---- Dataset records
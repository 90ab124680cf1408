//! Write-Ahead Log (WAL) Module
//!
//! Provides durability and atomicity for committed transactions.
//!
//! ## Responsibilities
//! - Append one log entry per committed transaction, before it becomes visible
//! - CRC32 checksums for corruption detection
//! - Log Sequence Numbers (LSN) for ordering
//! - Crash recovery and replay
//!
//! ## File Format
//! ```text
//! ┌─────────────────────────────────────────┐
//! │ Entry 1 (one transaction)               │
//! │ ┌─────────┬─────────┬────────┬────────┐ │
//! │ │ LSN (8) │ CRC (4) │Len (4) │ Data   │ │
//! │ └─────────┴─────────┴────────┴────────┘ │
//! ├─────────────────────────────────────────┤
//! │ Entry 2                                 │
//! │ ┌─────────┬─────────┬────────┬────────┐ │
//! │ │ LSN (8) │ CRC (4) │Len (4) │ Data   │ │
//! │ └─────────┴─────────┴────────┴────────┘ │
//! └─────────────────────────────────────────┘
//! ```
//!
//! `Data` is the bincode encoding of the whole [`WalEntry`], so every
//! operation of a transaction is recovered together or not at all.

mod entry;
mod writer;
mod reader;
mod recovery;

pub use entry::{WalEntry, Operation, HEADER_SIZE, MAX_ENTRY_SIZE};
pub use writer::WalWriter;
pub use reader::{WalReader, WalIterator};
pub use recovery::{WalRecovery, RecoveryResult};
//! Operators Rust cannot overload on a property, exposed as methods.

use std::cell::{Cell, RefCell};

use tola_props::prelude::*;

struct Panel {
    armed: Cell<bool>,
    readings: RefCell<Vec<u16>>,
    boxed: RefCell<Box<i64>>,
}

impl Panel {
    fn new() -> Self {
        Self {
            armed: Cell::new(true),
            readings: RefCell::new(vec![7, 8, 9]),
            boxed: RefCell::new(Box::new(-3)),
        }
    }

    fn armed(&self) -> ReadOnly<Bound<'_, Self>, bool> {
        Bound::new(self).read_only(|p| p.armed.get())
    }

    fn readings(&self) -> ReadOnly<Bound<'_, Self>, Vec<u16>> {
        Bound::new(self).read_only(|p| p.readings.borrow().clone())
    }

    fn boxed(&self) -> ReadOnly<Bound<'_, Self>, Box<i64>> {
        Bound::new(self).read_only(|p| p.boxed.borrow().clone())
    }
}

#[test]
fn test_logical_methods() {
    let panel = Panel::new();
    assert!(panel.armed().and(true));
    assert!(!panel.armed().and(false));
    assert!(panel.armed().or(false));
    assert!(!panel.armed().and(!panel.armed()));
    assert!(panel.armed().and(panel.armed()));
}

#[test]
fn test_subscript_returns_element() {
    let panel = Panel::new();
    assert_eq!(panel.readings().at(1), 8);
    assert_eq!(panel.readings().at(2), 9);
}

#[test]
fn test_dereference_and_fields() {
    let panel = Panel::new();
    assert_eq!(panel.boxed().deref_value(), -3);
    assert_eq!(panel.boxed().fields().abs(), 3);
    assert_eq!(panel.readings().fields().len(), 3);
}

#[test]
fn test_unary_plus() {
    let cell = Cell::new(-2.5f32);
    let p = Bound::new(&cell).read_only(|c: &Cell<f32>| c.get());
    assert_eq!(p.pos(), -2.5);
    assert_eq!(-p, 2.5);
}

#[test]
fn test_logical_with_property_on_the_right() {
    let panel = Panel::new();
    assert!(true.and(panel.armed()));
    assert!(!false.and(panel.armed()));
    assert!(false.or(panel.armed()));

    panel.armed.set(false);
    assert!(!true.and(panel.armed()));
    assert!(!false.or(&panel.armed()));
}

#[test]
fn test_property_as_index() {
    let slot = Cell::new(1usize);
    let index = Bound::new(&slot).read_only(|c: &Cell<usize>| c.get());

    let readings = vec![10, 20, 30];
    assert_eq!(readings[index], 20);
    assert_eq!(readings.as_slice()[index], 20);
    assert_eq!([7u8, 8, 9][index], 8);

    slot.set(2);
    assert_eq!(readings[index], 30);

    let window = Cell::new(0..2);
    let range = Bound::new(&window).read_only(|c: &Cell<std::ops::Range<usize>>| {
        let r = c.take();
        c.set(r.clone());
        r
    });
    assert_eq!(readings[range], [10, 20]);
}
//! # Layer 0: Primitives
//!
//! Basic building blocks shared by the upper layers:
//! - `bool.rs`: Type-level boolean logic (Present/Absent).

pub mod bool;

// Re-export key types at this level
pub use bool::{Absent, Bool, Present};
--------
» Your assignment
Could I ask you to return the records exactly and in full?

» Solution to the problem
repository 90ab124680cf1408
//! Write-Ahead Log (WAL) Module
//!
//! Provides durability and atomicity for committed transactions.
//!
//! ## Responsibilities
//! - Append one log entry per committed transaction, before it becomes visible
//! - CRC32 checksums for corruption detection
//! - Log Sequence Numbers (LSN) for ordering
//! - Crash recovery and replay
//!
//! ## File Format
//! ```text
//! ┌─────────────────────────────────────────┐
//! │ Entry 1 (one transaction)               │
//! │ ┌─────────┬─────────┬────────┬────────┐ │
//! │ │ LSN (8) │ CRC (4) │Len (4) │ Data   │ │
//! │ └─────────┴─────────┴────────┴────────┘ │
//! ├─────────────────────────────────────────┤
//! │ Entry 2                                 │
//! │ ┌─────────┬─────────┬────────┬────────┐ │
//! │ │ LSN (8) │ CRC (4) │Len (4) │ Data   │ │
//! │ └─────────┴─────────┴────────┴────────┘ │
//! └─────────────────────────────────────────┘
//! ```
//!
//! `Data` is the bincode encoding of the whole [`WalEntry`], so every
//! operation of a transaction is recovered together or not at all.

mod entry;
mod writer;
mod reader;
mod recovery;

pub use entry::{WalEntry, Operation, HEADER_SIZE, MAX_ENTRY_SIZE};
pub use writer::WalWriter;
pub use reader::{WalReader, WalIterator};
pub use recovery::{WalRecovery, RecoveryResult};
//! Operators Rust cannot overload on a property, exposed as methods.

use std::cell::{Cell, RefCell};

use tola_props::prelude::*;

struct Panel {
    armed: Cell<bool>,
    readings: RefCell<Vec<u16>>,
    boxed: RefCell<Box<i64>>,
}

impl Panel {
    fn new() -> Self {
        Self {
            armed: Cell::new(true),
            readings: RefCell::new(vec![7, 8, 9]),
            boxed: RefCell::new(Box::new(-3)),
        }
    }

    fn armed(&self) -> ReadOnly<Bound<'_, Self>, bool> {
        Bound::new(self).read_only(|p| p.armed.get())
    }

    fn readings(&self) -> ReadOnly<Bound<'_, Self>, Vec<u16>> {
        Bound::new(self).read_only(|p| p.readings.borrow().clone())
    }

    fn boxed(&self) -> ReadOnly<Bound<'_, Self>, Box<i64>> {
        Bound::new(self).read_only(|p| p.boxed.borrow().clone())
    }
}

#[test]
fn test_logical_methods() {
    let panel = Panel::new();
    assert!(panel.armed().and(true));
    assert!(!panel.armed().and(false));
    assert!(panel.armed().or(false));
    assert!(!panel.armed().and(!panel.armed()));
    assert!(panel.armed().and(panel.armed()));
}

#[test]
fn test_subscript_returns_element() {
    let panel = Panel::new();
    assert_eq!(panel.readings().at(1), 8);
    assert_eq!(panel.readings().at(2), 9);
}

#[test]
fn test_dereference_and_fields() {
    let panel = Panel::new();
    assert_eq!(panel.boxed().deref_value(), -3);
    assert_eq!(panel.boxed().fields().abs(), 3);
    assert_eq!(panel.readings().fields().len(), 3);
}

#[test]
fn test_unary_plus() {
    let cell = Cell::new(-2.5f32);
    let p = Bound::new(&cell).read_only(|c: &Cell<f32>| c.get());
    assert_eq!(p.pos(), -2.5);
    assert_eq!(-p, 2.5);
}

#[test]
fn test_logical_with_property_on_the_right() {
    let panel = Panel::new();
    assert!(true.and(panel.armed()));
    assert!(!false.and(panel.armed()));
    assert!(false.or(panel.armed()));

    panel.armed.set(false);
    assert!(!true.and(panel.armed()));
    assert!(!false.or(&panel.armed()));
}

#[test]
fn test_property_as_index() {
    let slot = Cell::new(1usize);
    let index = Bound::new(&slot).read_only(|c: &Cell<usize>| c.get());

    let readings = vec![10, 20, 30];
    assert_eq!(readings[index], 20);
    assert_eq!(readings.as_slice()[index], 20);
    assert_eq!([7u8, 8, 9][index], 8);

    slot.set(2);
    assert_eq!(readings[index], 30);

    let window = Cell::new(0..2);
    let range = Bound::new(&window).read_only(|c: &Cell<std::ops::Range<usize>>| {
        let r = c.take();
        c.set(r.clone());
        r
    });
    assert_eq!(readings[range], [10, 20]);
}
//! # Layer 0: Primitives
//!
//! Basic building blocks shared by the upper layers:
//! - `bool.rs`: Type-level boolean logic (Present/Absent).

pub mod bool;

// Re-export key types at this level
pub use bool::{Absent, Bool, Present};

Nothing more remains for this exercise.